Shaken and Stirred is an enticing literary cocktail of stories about
drinking and making merry by great writers from the past two centuries.
In this lively collection, wine snobs receive their comeuppances at the
hands of Roald Dahl and Edgar Allan Poe; innocents overimbibe in tales
by Jack London and Alice Munro; riotous partying exacts a comic price in
stories by P. G. Wodehouse and Kingsley Amis; Charles Jackson and Jean
Rhys chronicle liquor-soaked epiphanies; while John Cheever, Vladimir
Nabokov, and Robert Coover set their characters afloat on surreal,
soul-revealing adventures.
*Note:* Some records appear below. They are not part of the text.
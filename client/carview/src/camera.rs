//! Orbit camera for inspecting the vehicle.
//!
//! Left-drag orbits around the focus point, right-drag pans the focus point,
//! and the scroll wheel zooms. The camera can be re-framed on the vehicle's
//! wheels once they are known.

use std::f32::consts::FRAC_PI_2;

use bevy::prelude::*;
use leafwing_input_manager::prelude::*;

use crate::input::ViewerAction;

// ============================================================================
// Constants
// ============================================================================

/// Closest the camera may get to its focus point (meters).
pub const MIN_RADIUS: f32 = 0.5;
/// Farthest the camera may get from its focus point (meters).
pub const MAX_RADIUS: f32 = 200.0;
/// Pitch is kept this far short of straight up/down to avoid flipping.
const PITCH_MARGIN: f32 = 0.05;
/// Radius used when framing, as a multiple of the wheel spread.
const FRAMING_MARGIN: f32 = 2.5;

// ============================================================================
// Orbit state
// ============================================================================

/// Spherical camera placement around a focus point.
#[derive(Component, Clone, Copy, Debug, PartialEq)]
pub struct OrbitCamera {
    /// Point the camera looks at.
    pub focus: Vec3,
    /// Rotation about world Y (radians). Zero looks down -Z.
    pub yaw: f32,
    /// Elevation above the horizontal plane (radians).
    pub pitch: f32,
    /// Distance from the focus point (meters).
    pub radius: f32,
}

impl Default for OrbitCamera {
    fn default() -> Self {
        Self {
            focus: Vec3::new(0.0, 0.5, 0.0),
            yaw: 0.6,
            pitch: 0.35,
            radius: 8.0,
        }
    }
}

impl OrbitCamera {
    /// Rotate around the focus point.
    pub fn orbit(&mut self, delta_yaw: f32, delta_pitch: f32) {
        let max_pitch = FRAC_PI_2 - PITCH_MARGIN;
        self.yaw += delta_yaw;
        self.pitch = (self.pitch + delta_pitch).clamp(-max_pitch, max_pitch);
    }

    /// Move the focus point in the camera's view plane.
    ///
    /// `delta` is in screen units; the distance moved scales with the radius
    /// so panning feels the same at every zoom level.
    pub fn pan(&mut self, delta: Vec2, sensitivity: f32) {
        let rotation = self.transform().rotation;
        let right = rotation * Vec3::X;
        let up = rotation * Vec3::Y;
        let scale = self.radius * sensitivity;
        self.focus += (-right * delta.x + up * delta.y) * scale;
    }

    /// Zoom in (positive steps) or out (negative steps).
    pub fn zoom(&mut self, steps: f32) {
        self.radius = (self.radius * 0.9_f32.powf(steps)).clamp(MIN_RADIUS, MAX_RADIUS);
    }

    /// Camera position in world space.
    pub fn position(&self) -> Vec3 {
        let offset = Vec3::new(
            self.pitch.cos() * self.yaw.sin(),
            self.pitch.sin(),
            self.pitch.cos() * self.yaw.cos(),
        );
        self.focus + offset * self.radius
    }

    /// Camera transform looking at the focus point.
    pub fn transform(&self) -> Transform {
        Transform::from_translation(self.position()).looking_at(self.focus, Vec3::Y)
    }

    /// Centre on a set of points and back off far enough to see all of them.
    ///
    /// Returns false (and leaves the camera untouched) if there are no points.
    pub fn frame_points(&mut self, points: &[Vec3]) -> bool {
        let Some((center, spread)) = framing_for(points) else {
            return false;
        };
        self.focus = center;
        self.radius = (spread * FRAMING_MARGIN).clamp(MIN_RADIUS, MAX_RADIUS);
        true
    }
}

/// Centroid and largest distance from it, for a set of points.
pub fn framing_for(points: &[Vec3]) -> Option<(Vec3, f32)> {
    if points.is_empty() {
        return None;
    }
    #[allow(clippy::cast_precision_loss)]
    let center = points.iter().copied().sum::<Vec3>() / points.len() as f32;
    let spread = points
        .iter()
        .map(|p| p.distance(center))
        .fold(0.0_f32, f32::max);
    Some((center, spread))
}

// ============================================================================
// Settings
// ============================================================================

/// Settings for camera movement.
#[derive(Resource)]
pub struct CameraSettings {
    /// Radians of orbit per pixel of mouse motion.
    pub orbit_sensitivity: f32,
    /// Fraction of the radius panned per pixel of mouse motion.
    pub pan_sensitivity: f32,
    /// Zoom steps per scroll unit.
    pub zoom_sensitivity: f32,
}

impl Default for CameraSettings {
    fn default() -> Self {
        Self {
            orbit_sensitivity: 0.005,
            pan_sensitivity: 0.0015,
            zoom_sensitivity: 1.0,
        }
    }
}

/// Pending request to frame the camera on a set of world-space points.
#[derive(Resource, Default)]
pub struct FramingRequest {
    pending: Option<Vec<Vec3>>,
}

impl FramingRequest {
    /// Request framing on the given points.
    pub fn request(&mut self, points: Vec<Vec3>) {
        self.pending = Some(points);
    }

    /// Take the pending request, if any.
    fn take(&mut self) -> Option<Vec<Vec3>> {
        self.pending.take()
    }
}

// ============================================================================
// Plugin
// ============================================================================

/// Plugin for the orbit camera.
pub struct OrbitCameraPlugin;

impl Plugin for OrbitCameraPlugin {
    fn build(&self, app: &mut App) {
        app.init_resource::<CameraSettings>()
            .init_resource::<FramingRequest>()
            .add_systems(
                Update,
                (orbit_camera_input, process_framing_request, sync_camera_transform).chain(),
            );
    }
}

/// Bundle for spawning the viewer camera.
pub fn orbit_camera_bundle(orbit: OrbitCamera) -> impl Bundle {
    (
        Camera3d::default(),
        Projection::Perspective(PerspectiveProjection {
            fov: std::f32::consts::FRAC_PI_4,
            near: 0.05,
            far: 1_000.0,
            ..Default::default()
        }),
        orbit.transform(),
        orbit,
    )
}

// ============================================================================
// Systems
// ============================================================================

/// Apply mouse orbit, pan and zoom to the orbit camera.
fn orbit_camera_input(
    action_query: Query<&ActionState<ViewerAction>>,
    settings: Res<CameraSettings>,
    mut cameras: Query<&mut OrbitCamera>,
) {
    let Ok(action_state) = action_query.single() else {
        return;
    };

    let delta = action_state.axis_pair(&ViewerAction::Pointer);
    let scroll = action_state.value(&ViewerAction::Zoom);
    let orbiting = action_state.pressed(&ViewerAction::Orbit);
    let panning = action_state.pressed(&ViewerAction::Pan);

    if scroll == 0.0 && (delta == Vec2::ZERO || !(orbiting || panning)) {
        return;
    }

    for mut orbit in &mut cameras {
        if orbiting {
            orbit.orbit(
                -delta.x * settings.orbit_sensitivity,
                delta.y * settings.orbit_sensitivity,
            );
        } else if panning {
            orbit.pan(delta, settings.pan_sensitivity);
        }
        if scroll != 0.0 {
            orbit.zoom(scroll * settings.zoom_sensitivity);
        }
    }
}

/// Frame the camera on requested points.
fn process_framing_request(
    mut request: ResMut<FramingRequest>,
    mut cameras: Query<&mut OrbitCamera>,
) {
    let Some(points) = request.take() else {
        return;
    };
    for mut orbit in &mut cameras {
        if orbit.frame_points(&points) {
            tracing::info!(
                "Framed camera on {} point(s): focus {:.2}, radius {:.2}",
                points.len(),
                orbit.focus,
                orbit.radius
            );
        }
    }
}

/// Write the orbit state into the camera transform.
fn sync_camera_transform(mut cameras: Query<(&OrbitCamera, &mut Transform), Changed<OrbitCamera>>) {
    for (orbit, mut transform) in &mut cameras {
        *transform = orbit.transform();
    }
}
Here, too, are well-lubricated tales by
Dickens, Twain, Beckett, Colette, Dorothy Parker, F. Scott Fitzgerald,
Dawn Powell, Clarice Lispector, Joy Williams, Penelope Lively, and many
more.
The settings include hotels and restaurants, a wine cellar in Italy, a
café in Paris, a bar in Dublin, a New York nightclub, Jazz Age
speakeasies, suburban lawn parties, and the occasional jail cell, and
are peopled by lovers and loners, bartenders and chorus girls, youths
taking their first sips and experienced tipplers waking with hangovers.
Whether living it up or drowning their sorrows, the vividly drawn
characters in these sparkling pages will leave you shaken and stirred.